DIRECTIONS: Report every line of the records beneath this task that holds the string "SchemaBuilder".

Records excerpted from a collection:
((

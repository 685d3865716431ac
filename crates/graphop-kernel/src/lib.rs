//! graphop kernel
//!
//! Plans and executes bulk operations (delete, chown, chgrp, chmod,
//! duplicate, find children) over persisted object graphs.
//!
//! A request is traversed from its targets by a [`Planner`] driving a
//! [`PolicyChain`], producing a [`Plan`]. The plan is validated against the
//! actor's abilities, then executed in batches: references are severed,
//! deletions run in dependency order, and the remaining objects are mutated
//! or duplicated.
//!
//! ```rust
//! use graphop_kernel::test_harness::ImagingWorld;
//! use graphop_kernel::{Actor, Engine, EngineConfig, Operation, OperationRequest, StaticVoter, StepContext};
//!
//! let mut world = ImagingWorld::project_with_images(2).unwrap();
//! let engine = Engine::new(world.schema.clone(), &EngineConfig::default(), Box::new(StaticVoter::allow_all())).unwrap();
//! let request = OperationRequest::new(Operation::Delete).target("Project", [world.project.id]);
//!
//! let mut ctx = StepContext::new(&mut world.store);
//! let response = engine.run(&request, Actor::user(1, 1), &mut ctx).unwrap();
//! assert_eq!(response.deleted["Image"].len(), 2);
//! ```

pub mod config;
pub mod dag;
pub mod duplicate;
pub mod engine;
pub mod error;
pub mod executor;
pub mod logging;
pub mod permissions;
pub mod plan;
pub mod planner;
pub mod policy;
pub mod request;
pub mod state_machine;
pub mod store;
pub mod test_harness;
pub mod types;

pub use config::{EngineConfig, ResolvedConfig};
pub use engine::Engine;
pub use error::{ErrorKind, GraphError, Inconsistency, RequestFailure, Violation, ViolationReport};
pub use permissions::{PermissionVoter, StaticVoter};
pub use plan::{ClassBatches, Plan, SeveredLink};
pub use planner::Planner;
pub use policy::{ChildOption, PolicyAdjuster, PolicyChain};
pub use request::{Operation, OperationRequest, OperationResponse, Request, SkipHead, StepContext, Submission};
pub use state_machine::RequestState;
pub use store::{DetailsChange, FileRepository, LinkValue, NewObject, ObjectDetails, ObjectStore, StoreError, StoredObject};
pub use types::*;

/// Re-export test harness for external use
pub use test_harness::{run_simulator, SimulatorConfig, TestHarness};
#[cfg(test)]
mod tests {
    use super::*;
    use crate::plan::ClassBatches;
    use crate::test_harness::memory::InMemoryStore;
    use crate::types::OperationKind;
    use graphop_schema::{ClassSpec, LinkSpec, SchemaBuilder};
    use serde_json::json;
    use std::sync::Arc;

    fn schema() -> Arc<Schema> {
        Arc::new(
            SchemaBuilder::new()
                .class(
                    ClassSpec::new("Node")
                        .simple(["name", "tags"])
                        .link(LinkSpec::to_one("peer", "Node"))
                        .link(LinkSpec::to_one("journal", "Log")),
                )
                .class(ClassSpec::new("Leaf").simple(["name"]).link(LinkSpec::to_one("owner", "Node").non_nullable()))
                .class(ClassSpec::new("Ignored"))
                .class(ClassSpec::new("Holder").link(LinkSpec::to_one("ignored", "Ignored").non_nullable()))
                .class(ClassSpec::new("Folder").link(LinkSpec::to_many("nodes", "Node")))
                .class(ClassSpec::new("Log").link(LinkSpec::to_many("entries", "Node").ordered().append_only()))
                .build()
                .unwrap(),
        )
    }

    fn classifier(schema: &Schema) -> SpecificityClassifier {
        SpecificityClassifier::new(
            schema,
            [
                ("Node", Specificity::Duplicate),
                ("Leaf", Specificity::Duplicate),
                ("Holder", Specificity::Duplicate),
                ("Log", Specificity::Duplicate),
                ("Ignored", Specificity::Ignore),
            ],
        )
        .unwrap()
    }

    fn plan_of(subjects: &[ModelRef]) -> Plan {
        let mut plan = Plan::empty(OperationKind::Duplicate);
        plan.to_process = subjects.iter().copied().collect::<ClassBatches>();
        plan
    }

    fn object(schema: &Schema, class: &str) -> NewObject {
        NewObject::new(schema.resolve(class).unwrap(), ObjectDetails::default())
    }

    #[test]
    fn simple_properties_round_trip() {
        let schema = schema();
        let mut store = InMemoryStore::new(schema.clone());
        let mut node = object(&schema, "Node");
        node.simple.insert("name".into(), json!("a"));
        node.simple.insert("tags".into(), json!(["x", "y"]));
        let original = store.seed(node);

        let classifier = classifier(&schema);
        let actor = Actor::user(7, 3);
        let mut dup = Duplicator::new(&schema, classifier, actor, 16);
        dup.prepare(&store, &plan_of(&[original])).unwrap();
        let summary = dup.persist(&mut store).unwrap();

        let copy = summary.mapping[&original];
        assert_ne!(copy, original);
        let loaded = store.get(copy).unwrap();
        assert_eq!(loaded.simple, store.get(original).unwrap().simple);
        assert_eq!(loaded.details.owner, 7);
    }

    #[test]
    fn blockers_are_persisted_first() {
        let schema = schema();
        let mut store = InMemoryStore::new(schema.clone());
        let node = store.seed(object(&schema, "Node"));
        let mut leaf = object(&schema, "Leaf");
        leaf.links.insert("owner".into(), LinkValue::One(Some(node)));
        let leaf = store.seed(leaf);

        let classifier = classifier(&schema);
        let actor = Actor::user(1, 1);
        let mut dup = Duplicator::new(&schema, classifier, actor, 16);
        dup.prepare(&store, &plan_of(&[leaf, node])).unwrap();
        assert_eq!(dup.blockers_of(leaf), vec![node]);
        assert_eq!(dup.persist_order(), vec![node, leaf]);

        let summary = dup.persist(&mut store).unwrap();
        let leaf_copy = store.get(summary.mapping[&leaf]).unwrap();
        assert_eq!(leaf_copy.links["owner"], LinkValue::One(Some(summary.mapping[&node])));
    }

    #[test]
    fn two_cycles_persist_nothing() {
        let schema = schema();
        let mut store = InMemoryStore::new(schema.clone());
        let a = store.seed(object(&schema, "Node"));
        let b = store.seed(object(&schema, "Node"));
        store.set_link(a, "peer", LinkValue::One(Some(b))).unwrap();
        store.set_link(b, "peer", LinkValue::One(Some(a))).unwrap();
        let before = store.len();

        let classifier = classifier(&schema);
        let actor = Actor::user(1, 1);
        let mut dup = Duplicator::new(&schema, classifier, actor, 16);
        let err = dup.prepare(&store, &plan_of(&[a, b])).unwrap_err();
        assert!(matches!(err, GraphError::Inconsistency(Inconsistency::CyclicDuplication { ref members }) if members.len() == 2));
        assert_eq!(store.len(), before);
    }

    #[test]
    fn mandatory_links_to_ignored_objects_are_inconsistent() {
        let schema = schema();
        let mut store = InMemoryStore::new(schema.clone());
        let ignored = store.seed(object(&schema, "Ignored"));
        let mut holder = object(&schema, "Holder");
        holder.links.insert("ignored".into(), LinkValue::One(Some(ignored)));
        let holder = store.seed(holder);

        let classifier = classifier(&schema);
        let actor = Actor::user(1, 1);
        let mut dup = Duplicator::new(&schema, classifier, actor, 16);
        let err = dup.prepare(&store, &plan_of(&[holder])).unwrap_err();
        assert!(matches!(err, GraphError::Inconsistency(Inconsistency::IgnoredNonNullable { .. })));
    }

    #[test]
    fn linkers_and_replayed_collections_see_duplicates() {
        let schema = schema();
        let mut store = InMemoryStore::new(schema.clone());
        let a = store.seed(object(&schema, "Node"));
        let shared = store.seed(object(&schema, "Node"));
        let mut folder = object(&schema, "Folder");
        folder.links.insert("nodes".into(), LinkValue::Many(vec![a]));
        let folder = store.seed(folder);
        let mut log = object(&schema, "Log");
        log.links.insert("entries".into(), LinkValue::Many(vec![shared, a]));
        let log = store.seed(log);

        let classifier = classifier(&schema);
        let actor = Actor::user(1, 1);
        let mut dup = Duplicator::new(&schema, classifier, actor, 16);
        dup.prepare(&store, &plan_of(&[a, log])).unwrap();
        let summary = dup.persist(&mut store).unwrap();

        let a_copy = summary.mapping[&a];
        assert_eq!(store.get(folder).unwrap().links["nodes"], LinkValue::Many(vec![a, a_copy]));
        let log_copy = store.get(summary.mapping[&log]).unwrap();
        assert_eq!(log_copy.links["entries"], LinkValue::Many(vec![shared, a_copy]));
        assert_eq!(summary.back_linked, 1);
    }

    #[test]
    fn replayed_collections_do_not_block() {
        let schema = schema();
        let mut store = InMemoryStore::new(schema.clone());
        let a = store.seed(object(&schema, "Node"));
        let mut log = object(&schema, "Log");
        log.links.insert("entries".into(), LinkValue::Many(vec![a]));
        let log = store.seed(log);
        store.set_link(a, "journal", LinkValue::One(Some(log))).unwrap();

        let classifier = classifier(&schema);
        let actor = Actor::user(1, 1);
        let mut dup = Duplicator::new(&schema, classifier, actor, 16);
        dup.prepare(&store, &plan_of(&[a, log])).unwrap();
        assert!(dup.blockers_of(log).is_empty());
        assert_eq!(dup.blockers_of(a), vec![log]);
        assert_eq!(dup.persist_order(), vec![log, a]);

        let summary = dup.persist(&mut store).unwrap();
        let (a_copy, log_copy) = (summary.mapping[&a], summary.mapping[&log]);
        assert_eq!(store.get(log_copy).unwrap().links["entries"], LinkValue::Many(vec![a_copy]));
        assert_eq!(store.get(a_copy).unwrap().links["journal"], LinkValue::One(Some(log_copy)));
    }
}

))

ANSWER TO THE EXERCISE:
    use graphop_schema::{ClassSpec, LinkSpec, SchemaBuilder};
            SchemaBuilder::new()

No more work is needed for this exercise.